(Problem to solve): No line of the records may be dropped; print them all again exactly.

START Material supplied

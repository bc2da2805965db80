//! GPR FDTD - Yee-grid electromagnetic field solver for ground-penetrating radar.
//!
//! This crate advances Maxwell's equations on a staggered grid with explicit leapfrog
//! updates, absorbing outgoing waves in convolutional PML slabs, modelling dispersive
//! media with Debye, Lorentz and Drude poles, and recording receiver time series and
//! snapshot volumes. The same iteration runs on a rayon host backend or on a wgpu
//! compute backend.
//!
//! # Architecture
//!
//! The crate is split into two main modules:
//!
//! - `schema`: Configuration types for a run (domain, materials, sources, outputs)
//! - `compute`: Grid state, update phases, model assembly and the backends
//!
//! # Example
//!
//! ```rust,no_run
//! use gpr_fdtd::{
//!     compute::UpdateEngine,
//!     schema::{
//!         OutputComponent, Polarisation, ReceiverConfig, SolverConfig, SourceConfig, SourceKind,
//!     },
//! };
//!
//! let mut config = SolverConfig::default();
//! config.sources.push(SourceConfig {
//!     kind: SourceKind::HertzianDipole,
//!     polarisation: Polarisation::Z,
//!     position: [20, 20, 20],
//!     start: 0.0,
//!     stop: None,
//!     waveform: vec![1.0; 10],
//! });
//! config.receivers.push(ReceiverConfig {
//!     id: None,
//!     position: [25, 20, 20],
//!     outputs: vec![OutputComponent::Ez],
//! });
//!
//! let mut engine = UpdateEngine::from_config(&config).unwrap();
//! let elapsed = engine.run().unwrap();
//!
//! let ez = engine.model().receivers()[0].get(OutputComponent::Ez).unwrap();
//! let peak = ez.iter().fold(0.0f32, |m, v| m.max(v.abs()));
//! println!("Solved in {:?}, peak Ez {}", elapsed, peak);
//! ```

pub mod compute;
pub mod schema;

// Re-export commonly used types
pub use compute::{Backend, CpuBackend, Model, SolverError, UpdateEngine};
pub use schema::{ConfigError, SolverConfig};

END Material supplied

(Result below):
repository bc2da2805965db80
//! GPR FDTD - Yee-grid electromagnetic field solver for ground-penetrating radar.
//!
//! This crate advances Maxwell's equations on a staggered grid with explicit leapfrog
//! updates, absorbing outgoing waves in convolutional PML slabs, modelling dispersive
//! media with Debye, Lorentz and Drude poles, and recording receiver time series and
//! snapshot volumes. The same iteration runs on a rayon host backend or on a wgpu
//! compute backend.
//!
//! # Architecture
//!
//! The crate is split into two main modules:
//!
//! - `schema`: Configuration types for a run (domain, materials, sources, outputs)
//! - `compute`: Grid state, update phases, model assembly and the backends
//!
//! # Example
//!
//! ```rust,no_run
//! use gpr_fdtd::{
//!     compute::UpdateEngine,
//!     schema::{
//!         OutputComponent, Polarisation, ReceiverConfig, SolverConfig, SourceConfig, SourceKind,
//!     },
//! };
//!
//! let mut config = SolverConfig::default();
//! config.sources.push(SourceConfig {
//!     kind: SourceKind::HertzianDipole,
//!     polarisation: Polarisation::Z,
//!     position: [20, 20, 20],
//!     start: 0.0,
//!     stop: None,
//!     waveform: vec![1.0; 10],
//! });
//! config.receivers.push(ReceiverConfig {
//!     id: None,
//!     position: [25, 20, 20],
//!     outputs: vec![OutputComponent::Ez],
//! });
//!
//! let mut engine = UpdateEngine::from_config(&config).unwrap();
//! let elapsed = engine.run().unwrap();
//!
//! let ez = engine.model().receivers()[0].get(OutputComponent::Ez).unwrap();
//! let peak = ez.iter().fold(0.0f32, |m, v| m.max(v.abs()));
//! println!("Solved in {:?}, peak Ez {}", elapsed, peak);
//! ```

pub mod compute;
pub mod schema;

// Re-export commonly used types
pub use compute::{Backend, CpuBackend, Model, SolverError, UpdateEngine};
pub use schema::{ConfigError, SolverConfig};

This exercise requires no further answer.